Mensch tracht, und Gott lacht

Friday, August 26, 2005

London's Human Zoo


The Times of London reports that the London Zoo has begun a new exhibit called the Human Zoo, in which eight people wearing scanty costumes lounge around in the institution's Bear Mountain enclosure and attempt to act like apes—rather amateurishly if the photos accompanying the article are any indication.

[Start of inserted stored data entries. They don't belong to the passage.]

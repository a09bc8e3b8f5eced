//! Live stream list for one room, fed by the gateway's `/streams/sse`

use std::time::Duration;

use futures::StreamExt;
use sharecast_core::models::{ClientId, RoomId, StreamEvent, StreamInfo};
use tokio::sync::watch;
use tokio::task::JoinHandle;
use tokio_util::sync::CancellationToken;
use tracing::{debug, info, trace, warn};
use url::Url;

use crate::error::{ClientError, Result};

const DEFAULT_RECONNECT_DELAY: Duration = Duration::from_secs(3);

/// What the feed currently knows about its room
#[derive(Debug, Clone, Default, PartialEq)]
pub struct FeedState {
    pub connected: bool,
    pub client_id: Option<ClientId>,
    pub streams: Vec<StreamInfo>,
}

pub struct StreamFeed {
    http: reqwest::Client,
    url: Url,
    room: RoomId,
    reconnect_delay: Duration,
}

impl StreamFeed {
    pub fn new(gateway_url: &str, room: RoomId) -> Result<Self> {
        let mut url = Url::parse(gateway_url)
            .map_err(|e| ClientError::InvalidUrl(format!("{gateway_url}: {e}")))?;
        url.path_segments_mut()
            .map_err(|()| ClientError::InvalidUrl(gateway_url.to_string()))?
            .pop_if_empty()
            .extend(["streams", "sse"]);
        url.query_pairs_mut().append_pair("room", room.as_str());

        // No overall timeout; the response body is open-ended
        let http = reqwest::Client::builder()
            .connect_timeout(Duration::from_secs(10))
            .build()
            .map_err(|e| ClientError::Transport(e.to_string()))?;

        Ok(Self {
            http,
            url,
            room,
            reconnect_delay: DEFAULT_RECONNECT_DELAY,
        })
    }

    #[must_use]
    pub const fn with_reconnect_delay(mut self, delay: Duration) -> Self {
        self.reconnect_delay = delay;
        self
    }

    /// Follow the room until `cancel` fires, reconnecting after every error
    /// or end of stream.
    pub fn spawn(self, cancel: CancellationToken) -> (watch::Receiver<FeedState>, JoinHandle<()>) {
        let (tx, rx) = watch::channel(FeedState::default());
        let task = tokio::spawn(async move {
            loop {
                tokio::select! {
                    () = cancel.cancelled() => break,
                    result = self.follow(&tx) => match result {
                        Ok(()) => info!(room = %self.room, "Stream feed ended"),
                        Err(e) => warn!(room = %self.room, error = %e, "Stream feed failed"),
                    },
                }

                tx.send_modify(|state| {
                    state.connected = false;
                    state.client_id = None;
                });

                tokio::select! {
                    () = cancel.cancelled() => break,
                    () = tokio::time::sleep(self.reconnect_delay) => {
                        debug!(room = %self.room, "Reconnecting stream feed");
                    }
                }
            }
        });
        (rx, task)
    }

    async fn follow(&self, tx: &watch::Sender<FeedState>) -> Result<()> {
        let response = self
            .http
            .get(self.url.clone())
            .header(reqwest::header::ACCEPT, "text/event-stream")
            .send()
            .await
            .map_err(|e| ClientError::Transport(e.to_string()))?;
        let status = response.status();
        if !status.is_success() {
            return Err(ClientError::Transport(format!("feed returned {status}")));
        }

        let mut body = response.bytes_stream();
        let mut parser = SseParser::default();
        while let Some(chunk) = body.next().await {
            let chunk = chunk.map_err(|e| ClientError::Transport(e.to_string()))?;
            for data in parser.push(&chunk) {
                self.apply(tx, &data);
            }
        }
        Ok(())
    }

    fn apply(&self, tx: &watch::Sender<FeedState>, data: &str) {
        let event: StreamEvent = match serde_json::from_str(data) {
            Ok(event) => event,
            Err(e) => {
                warn!(room = %self.room, error = %e, "Ignoring malformed feed event");
                return;
            }
        };

        match event {
            StreamEvent::Connected { client_id, .. } => {
                info!(room = %self.room, %client_id, "Stream feed connected");
                tx.send_modify(|state| {
                    state.connected = true;
                    state.client_id = Some(client_id);
                });
            }
            StreamEvent::StreamsUpdate { room_name, streams } => {
                if room_name != self.room {
                    debug!(room = %self.room, other = %room_name, "Ignoring update for another room");
                    return;
                }
                debug!(room = %self.room, count = streams.len(), "Stream list updated");
                tx.send_modify(|state| state.streams = streams);
            }
            StreamEvent::Heartbeat => trace!(room = %self.room, "Feed heartbeat"),
        }
    }
}

/// Incremental `text/event-stream` decoder yielding each event's data
#[derive(Debug, Default)]
struct SseParser {
    buffer: Vec<u8>,
    data: Vec<String>,
}

impl SseParser {
    fn push(&mut self, chunk: &[u8]) -> Vec<String> {
        self.buffer.extend_from_slice(chunk);

        let mut events = Vec::new();
        while let Some(pos) = self.buffer.iter().position(|b| *b == b'\n') {
            let mut line: Vec<u8> = self.buffer.drain(..=pos).collect();
            line.pop();
            if line.last() == Some(&b'\r') {
                line.pop();
            }
            let line = String::from_utf8_lossy(&line);

            if line.is_empty() {
                if !self.data.is_empty() {
                    events.push(self.data.join("\n"));
                    self.data.clear();
                }
            } else if let Some(value) = line.strip_prefix("data:") {
                self.data
                    .push(value.strip_prefix(' ').unwrap_or(value).to_string());
            }
            // Comments (":") and other fields are ignored
        }
        events
    }
}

This is the kind of thing that seems like a pathetically silly gimmick on the face of it, but of course the zookeepers have a suitably serious and intensely political explanation, according to the Times article:

"We have set up this exhibit to highlight the spread of man as a plague species and to communicate the importance of man's place in the planet's ecosystem," London Zoo said.

I can certainly agree that some human beings are a plague. Fortunately, if we can lure the London zookeepers into the Bear Mountain exhibit, we can isolate a major strain of it.

1 comment:

Tom Van Dyke said...

STK, my thoughts ran not to plagues, but to parasites.

Any self-respecting utilitarian anthill that had a portion of its population that would not open (or close) a mandible to defend it, only to subvert it, that saw thriving as a negative, that cannot lead, follow or even get out of the way, that, come to think of it, sees itself as some sort of noble antibody and its own kind as a plague, destroying fertilized eggs...

Well, that anthill would turn that sad excuse of an organism, that offense against nature, that parasite, into some sort of Soylent Green.

We humans, however, for religious, philosophical or sentimental reasons, indulge ours instead. Sometimes we even give them government grants, as they could obviously never make it on their own.

We're never going to compete with plagues and anthills at this rate.